A former Soviet airfield hanger, 50 kilometres from the southern boundary of Berlin, is perhaps not the first place you’d imagine, when dreaming of a tropical paradise, a rainforest rich with diversity, the mild water glittering aquamarine, the air heavy and humid, and alive with birdsong.
Nevertheless, this is exactly where Mike and I found ourselves, on a bright, but still quite brisk, May morning, standing outside one of the world’s largest buildings, 5.5 million m³ in volume, backpack laden, cameras and swimwear in hand, unsure as to quite what we should anticipate inside, but having heard stories of a surreal, and playful re-imagination of what was a disused space.
What was previously known as the Aerium Hanger loomed over us, looking something like a giant bubble or a covered city from some low budget science-fiction movie. The sheer size of the hanger was quite hard to comprehend, it rose into the sky in silver and white and reflected the sun.
Tropical Islands was built by the Malaysian company Tanjong, and opened in December 2004. It is home to the largest indoor rainforest in the world, a beach, numerous tropical plants, swimming pools, bars, restaurants, a sauna and spa complex, and even flamingoes. The resort is open 24/7, every day of the year. When you pass through the main entrance, you are immediately hit by a wall of sound and heat. The temperature inside the hangar is maintained at a steady 26 °C (78°F), and the air humidity hovers at around 64%, which is quite the contrast to a blustery Berlin morning in the springtime.
We picked up our pre-purchased wristbands, granting us entry to both the tropical world (where the waterslides are located!), and the tropical sauna and spa complex, which comes at an additional fee. These electronic wristbands are used to buy everything inside the resort, you pay for anything you’ve bought at the end of your stay.
We spent the majority of our day in the Bali Lagoon, a 1,200 square metre pool with two slides, jacuzzis, fountains, and a current canal, with a constant temperature of 32 °C (90 °F), the no-clothing-allowed sauna complex, where Mike enjoyed a relaxing mud, chocolate, and honey scrub, a crystal steam bath and we both enjoyed the whirlpools, (I hate saunas!), and queuing on the slightly wobbly waterslide tower, a 27 metre high tower that features 4 waterslides, including a leisurely family slide that twists and turns in loops, and a high speed water chute that reaches speeds of 70 kilometres per hour – which Mike braved.

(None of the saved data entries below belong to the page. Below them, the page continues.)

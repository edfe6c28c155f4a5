use std::rc::Rc;

use rand::Rng;

use crate::actor::{is_off_screen_left, Actor, SpriteSheet, Vec2};
use crate::config::GameConfig;
use crate::mask::Mask;
use crate::rect::Rect;
use crate::surface::Surface;

/// Vertical bobbing shape of a drifting obstacle.
#[derive(Copy, Clone, Debug, PartialEq, Eq)]
pub enum Wave {
    /// Pigs.
    Sine,
    /// Enemy birds.
    Cosine,
}

impl Wave {
    fn sample(self, phase: f64) -> f32 {
        match self {
            Wave::Sine => phase.sin() as f32,
            Wave::Cosine => phase.cos() as f32,
        }
    }
}

/// A pig or enemy bird: enters from the right, drifts left and bobs
/// vertically in phase with the global clock.
#[derive(Clone, Debug)]
pub struct Drifter {
    pub actor: Actor,
    pub wave: Wave,
    pub wave_amplitude: f32,
    pub speed_random: f32,
    enemy_speed: f32,
    fps: f32,
}

impl Drifter {
    pub fn spawn(
        sheet: Rc<SpriteSheet>,
        wave: Wave,
        config: &GameConfig,
        rng: &mut impl Rng,
    ) -> Self {
        let right = config.screen_width as i32 + rng.gen_range(120..=300);
        let bottom = rng.gen_range(150..=config.screen_height as i32 - 100);
        let actor = Actor::at(sheet, |w, h| Rect::from_bottom_right(right, bottom, w, h));
        Self {
            actor,
            wave,
            wave_amplitude: rng.gen_range(300..=750) as f32,
            speed_random: rng.gen_range(400..=600) as f32,
            enemy_speed: config.enemy_speed,
            fps: config.drifter_fps,
        }
    }

    /// `clock_ms` is the game-wide clock, so every drifter bobs in unison.
    pub fn update(&mut self, dt: f32, clock_ms: f64) {
        self.actor.animation.animate(dt, self.fps);
        self.actor.pos.x -= self.enemy_speed * self.speed_random * dt;
        self.actor.pos.y += self.wave.sample(clock_ms / 100.0) * self.wave_amplitude * dt;
    }

    pub fn rect(&self) -> Rect {
        self.actor.rect()
    }

    pub fn mask(&self) -> &Mask {
        self.actor.mask()
    }

    pub fn image(&self) -> &Surface {
        self.actor.image()
    }

    pub fn is_off_screen(&self) -> bool {
        self.actor.is_off_screen()
    }
}

#[derive(Copy, Clone, Debug, PartialEq, Eq)]
pub enum LogSide {
    Top,
    Bottom,
}

/// Vertical placement shared by both logs of one spawn event. The
/// horizontal offset is drawn per log.
#[derive(Copy, Clone, Debug, PartialEq, Eq)]
pub struct LogPairLayout {
    pub top_y: i32,
    /// Offset below the bottom screen edge.
    pub bottom_offset: i32,
    pub gap: i32,
}

impl LogPairLayout {
    pub fn random(rng: &mut impl Rng) -> Self {
        Self {
            top_y: rng.gen_range(-250..=0),
            bottom_offset: rng.gen_range(0..=250),
            gap: rng.gen_range(250..=550),
        }
    }
}

/// Both orientations of one log artwork.
#[derive(Debug)]
pub struct LogVariant {
    pub bottom: Rc<SpriteSheet>,
    pub top: Rc<SpriteSheet>,
}

/// A log hanging from the top or standing on the bottom. Drifts left at
/// the scroll speed with no vertical motion.
#[derive(Clone, Debug)]
pub struct Log {
    pub side: LogSide,
    pub pos: Vec2,
    sheet: Rc<SpriteSheet>,
    speed: f32,
}

impl Log {
    pub fn spawn(
        side: LogSide,
        variant: &LogVariant,
        layout: LogPairLayout,
        config: &GameConfig,
        rng: &mut impl Rng,
    ) -> Self {
        let x = config.screen_width as i32 + rng.gen_range(20..=300);
        let (sheet, rect) = match side {
            LogSide::Top => {
                let (w, h) = variant.top.size();
                let rect = Rect::new(x, layout.top_y - layout.gap / 2, w, h);
                (variant.top.clone(), rect)
            }
            LogSide::Bottom => {
                let (w, h) = variant.bottom.size();
                let bottom = config.screen_height as i32 + layout.bottom_offset + layout.gap / 2;
                let rect = Rect::from_bottom_left(x, bottom, w, h);
                (variant.bottom.clone(), rect)
            }
        };
        Self {
            side,
            pos: Vec2::new(rect.x as f32, rect.y as f32),
            sheet,
            speed: config.log_speed(),
        }
    }

    pub fn update(&mut self, dt: f32) {
        self.pos.x -= self.speed * dt;
    }

    pub fn rect(&self) -> Rect {
        let (w, h) = self.sheet.size();
        Rect::new(self.pos.x as i32, self.pos.y as i32, w, h)
    }

    pub fn mask(&self) -> &Mask {
        self.sheet.mask(0)
    }

    pub fn image(&self) -> &Surface {
        self.sheet.frame(0)
    }

    pub fn is_off_screen(&self) -> bool {
        is_off_screen_left(self.rect())
    }
}

#[cfg(test)]
mod tests {
    use super::*;
    use happybird_common::Color;
    use rand::rngs::StdRng;
    use rand::SeedableRng;

    fn sheet(w: u32, h: u32) -> Rc<SpriteSheet> {
        Rc::new(SpriteSheet::new(vec![
            Surface::filled(w, h, Color::PINK),
            Surface::filled(w, h, Color::PINK),
        ]))
    }

    #[test]
    fn drifter_spawns_off_the_right_edge_within_ranges() {
        let config = GameConfig::default();
        let mut rng = StdRng::seed_from_u64(1);
        for _ in 0..200 {
            let d = Drifter::spawn(sheet(50, 46), Wave::Sine, &config, &mut rng);
            let r = d.rect();
            assert!((480 + 120..=480 + 300).contains(&r.right()));
            assert!((150..=700).contains(&r.bottom()));
            assert!((300.0..=750.0).contains(&d.wave_amplitude));
            assert!((400.0..=600.0).contains(&d.speed_random));
            assert!(!d.is_off_screen());
        }
    }

    #[test]
    fn drifter_motion_uses_wave_of_global_clock() {
        let config = GameConfig::default();
        let mut rng = StdRng::seed_from_u64(2);
        let mut pig = Drifter::spawn(sheet(10, 10), Wave::Sine, &config, &mut rng);
        let mut enemy = pig.clone();
        enemy.wave = Wave::Cosine;

        let (x0, y0) = (pig.actor.pos.x, pig.actor.pos.y);
        let clock_ms = 1234.0;
        pig.update(0.01, clock_ms);
        enemy.update(0.01, clock_ms);

        let dx = pig.speed_random * 0.01;
        let pig_dy = (12.34f64).sin() as f32 * pig.wave_amplitude * 0.01;
        let enemy_dy = (12.34f64).cos() as f32 * pig.wave_amplitude * 0.01;
        assert!((pig.actor.pos.x - (x0 - dx)).abs() < 1e-3);
        assert!((pig.actor.pos.y - (y0 + pig_dy)).abs() < 1e-3);
        assert!((enemy.actor.pos.y - (y0 + enemy_dy)).abs() < 1e-3);
    }

    #[test]
    fn drifters_spawned_apart_share_the_same_phase() {
        let config = GameConfig::default();
        let mut rng = StdRng::seed_from_u64(3);
        let mut a = Drifter::spawn(sheet(10, 10), Wave::Sine, &config, &mut rng);
        let mut b = a.clone();
        // `b` has lived longer, but only the global clock matters.
        for _ in 0..10 {
            b.update(0.016, 500.0);
        }
        let (ya, yb) = (a.actor.pos.y, b.actor.pos.y);
        a.update(0.016, 2000.0);
        b.update(0.016, 2000.0);
        assert!(((a.actor.pos.y - ya) - (b.actor.pos.y - yb)).abs() < 1e-4);
    }

    #[test]
    fn log_pair_shares_one_vertical_layout() {
        let config = GameConfig::default();
        let variant = LogVariant {
            bottom: sheet(100, 600),
            top: sheet(100, 600),
        };
        let layout = LogPairLayout {
            top_y: -100,
            bottom_offset: 50,
            gap: 301,
        };
        let mut rng = StdRng::seed_from_u64(3);
        let top = Log::spawn(LogSide::Top, &variant, layout, &config, &mut rng);
        let bottom = Log::spawn(LogSide::Bottom, &variant, layout, &config, &mut rng);

        assert_eq!(top.rect().y, -250);
        assert_eq!((top.rect().width, top.rect().height), (100, 600));
        assert_eq!(bottom.rect().bottom(), 800 + 50 + 150);
        for log in [&top, &bottom] {
            assert!((480 + 20..=480 + 300).contains(&log.rect().x));
        }
    }

    #[test]
    fn each_log_draws_its_own_horizontal_offset() {
        let config = GameConfig::default();
        let variant = LogVariant {
            bottom: sheet(100, 600),
            top: sheet(100, 600),
        };
        let mut rng = StdRng::seed_from_u64(8);
        let staggered = (0..50)
            .filter(|_| {
                let layout = LogPairLayout::random(&mut rng);
                let top = Log::spawn(LogSide::Top, &variant, layout, &config, &mut rng);
                let bottom = Log::spawn(LogSide::Bottom, &variant, layout, &config, &mut rng);
                top.rect().x != bottom.rect().x
            })
            .count();
        assert!(staggered > 40);
    }

    #[test]
    fn log_moves_left_at_scroll_speed_and_culls() {
        let config = GameConfig::default();
        let variant = LogVariant {
            bottom: sheet(100, 600),
            top: sheet(100, 600),
        };
        let mut rng = StdRng::seed_from_u64(4);
        let layout = LogPairLayout::random(&mut rng);
        let mut log = Log::spawn(LogSide::Bottom, &variant, layout, &config, &mut rng);
        let y = log.pos.y;
        let x = log.pos.x;
        log.update(0.5);
        assert_eq!(log.pos.x, x - 100.0);
        assert_eq!(log.pos.y, y);

        log.pos.x = -100.0;
        assert!(log.is_off_screen());
    }

    #[test]
    fn layout_ranges() {
        let mut rng = StdRng::seed_from_u64(5);
        for _ in 0..500 {
            let l = LogPairLayout::random(&mut rng);
            assert!((-250..=0).contains(&l.top_y));
            assert!((0..=250).contains(&l.bottom_offset));
            assert!((250..=550).contains(&l.gap));
        }
    }
}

Tropical Islands also features the Tropical Village, featuring accurate copies of traditional buildings from Thailand, Borneo, Samoa and Bali. We ate a buffet meal here, at a noodle and salad bar. We found the food to be quite typical of a theme-park, in terms of quality, and rather expensive, but as food is not allowed to be brought into the resort, this is what we had.
We stayed from 9am until approximately 12am, giving us approximately 15 hours at the park, at 45 euros a ticket, which for us felt like plenty of time, but for those for whom 24 hours is not enough, there are even hotel rooms and tents that can be rented.
Tropical Islands was a truly unique experience. The day we arrived was a german holiday, and so the beaches and pools were rather crowded. Still, with a cap of the amount of visitors allowed into the resort per day, at no point did the resort feel over-crowded, though there were some lengthy waits for the larger waterslides. We enjoyed our stay thoroughly, although by the end of the day our purses felt considerably lighter, and I think that for those with kids this would be an unforgettable day out for them. If you’re near Berlin and looking for something different and memorable, I’d for sure recommend a visit to the rainforest resort inside an airship hangar.